Dark-field images, which provide more detail than ordinary x-ray radiographs, could be used to diagnose the onset of osteoporosis, breast cancer or Alzheimer's disease. They might also help identify explosives in hand luggage, or pinpoint hairline cracks or corrosion in functional structures.
Researchers at the Paul Scherrer Institute (PSI) and the EPFL said that their technique could facilitate the production of dark-field images from ordinary x-ray equipment, already in place in hospitals and airports around the world.
This development attains significance as dark-field x-ray imaging, so far, required sophisticated optics and could only be produced at facilities like the PSI's 300m-diameter, 200 million dollars synchrotron.
As compared to traditional x-ray images that show a simple absorption contrast, dark-field images capture the scattering of radiation within the material itself, and, thereby, expose subtle inner changes in bone, soft tissue, or alloys.
The researchers said that the improved sensitivity in measuring bone density and hairline fractures might be helpful in diagnosing the onset of osteoporosis.

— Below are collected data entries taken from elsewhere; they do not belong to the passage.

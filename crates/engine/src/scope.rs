//! Visibility scope of a request.
//!
//! A user with an active family works inside that family; everyone else works
//! on their personal records. The scope is resolved once per operation and
//! passed down explicitly.

use serde::Serialize;
use uuid::Uuid;

use crate::User;

#[derive(Clone, Copy, Debug, PartialEq, Eq, Serialize)]
#[serde(tag = "kind", content = "id", rename_all = "snake_case")]
pub enum Scope {
    Personal(Uuid),
    Family(Uuid),
}

impl Scope {
    /// Family stamped on records created in this scope.
    #[must_use]
    pub fn family_id(self) -> Option<Uuid> {
        match self {
            Scope::Personal(_) => None,
            Scope::Family(id) => Some(id),
        }
    }

    /// Stable key identifying the `(user, family)` bucket budgets are
    /// validated in.
    #[must_use]
    pub fn budget_key(user_id: Uuid, family_id: Option<Uuid>) -> String {
        match family_id {
            Some(family_id) => format!("{user_id}:{family_id}"),
            None => format!("{user_id}:personal"),
        }
    }
}

/// Resolves the scope of `user` from its active family.
#[must_use]
pub fn resolve_scope(user: &User) -> Scope {
    match user.active_family_id {
        Some(family_id) => Scope::Family(family_id),
        None => Scope::Personal(user.id),
    }
}

#[cfg(test)]
mod tests {
    use chrono::Utc;

    use super::*;
    use crate::Currency;

    fn user(active_family_id: Option<Uuid>) -> User {
        User {
            id: Uuid::new_v4(),
            email: "asha@example.com".to_string(),
            full_name: "Asha".to_string(),
            default_currency: Currency::Inr,
            active_family_id,
            created_at: Utc::now(),
        }
    }

    #[test]
    fn no_active_family_is_personal() {
        let u = user(None);
        assert_eq!(resolve_scope(&u), Scope::Personal(u.id));
        assert_eq!(resolve_scope(&u).family_id(), None);
    }

    #[test]
    fn active_family_wins() {
        let family = Uuid::new_v4();
        let u = user(Some(family));
        assert_eq!(resolve_scope(&u), Scope::Family(family));
        assert_eq!(resolve_scope(&u).family_id(), Some(family));
    }

    #[test]
    fn budget_key_separates_personal_and_family() {
        let user_id = Uuid::new_v4();
        let family = Uuid::new_v4();
        assert_ne!(
            Scope::budget_key(user_id, None),
            Scope::budget_key(user_id, Some(family))
        );
    }
}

The dark-field x-ray imaging might also make for an early diagnosis of breast cancer and the plaques associated with Alzheimer's disease by equipping medical practitioners the ability to explore soft tissue.
Installing security screening equipment equipped with dark-field image capability might improve the detection of explosives, whose micro-crystalline structures strongly scatter x-ray radiation, said the researchers.
Since x-rays do not damage a material while penetrating it, dark-field images might expose scattering-producing micro-cracks and corrosion in structures like airplane wings and the hulls of boats, they added.
"Researchers have been working on dark-field x-ray images for many years. Up until now these images have only been possible using sophisticated crystal optical elements," Nature Materials quoted Franz Pfeiffer, a professor at EPFL and researcher at the PSI, as saying.
However, crystal optics only work for a single x-ray wavelength, and, thus, are highly inefficient.
"Our new technique uses novel x-ray optical components, in the form of nanostructured gratings, that permit the use of a broad energy spectrum, including the standard range of energies in traditional x-ray equipment used in hospitals or airports," said Christian David, Pfeiffer's colleague at PSI.
"This opens up the possibility for adapting current imaging equipment to include dark-field imaging," David added.
Pfeiffer is now looking forward to working with the Center for Biomedical Imaging (CIBM), a joint centre with the Universities of Lausanne and Geneva, to develop an adaptation for existing medical equipment.
"When combined with the phase contrast imaging technique that we developed in 2006, we now have the possibility of providing the same range of imaging techniques in broad-spectrum x-ray imaging that we do with visible light," Pfeiffer said.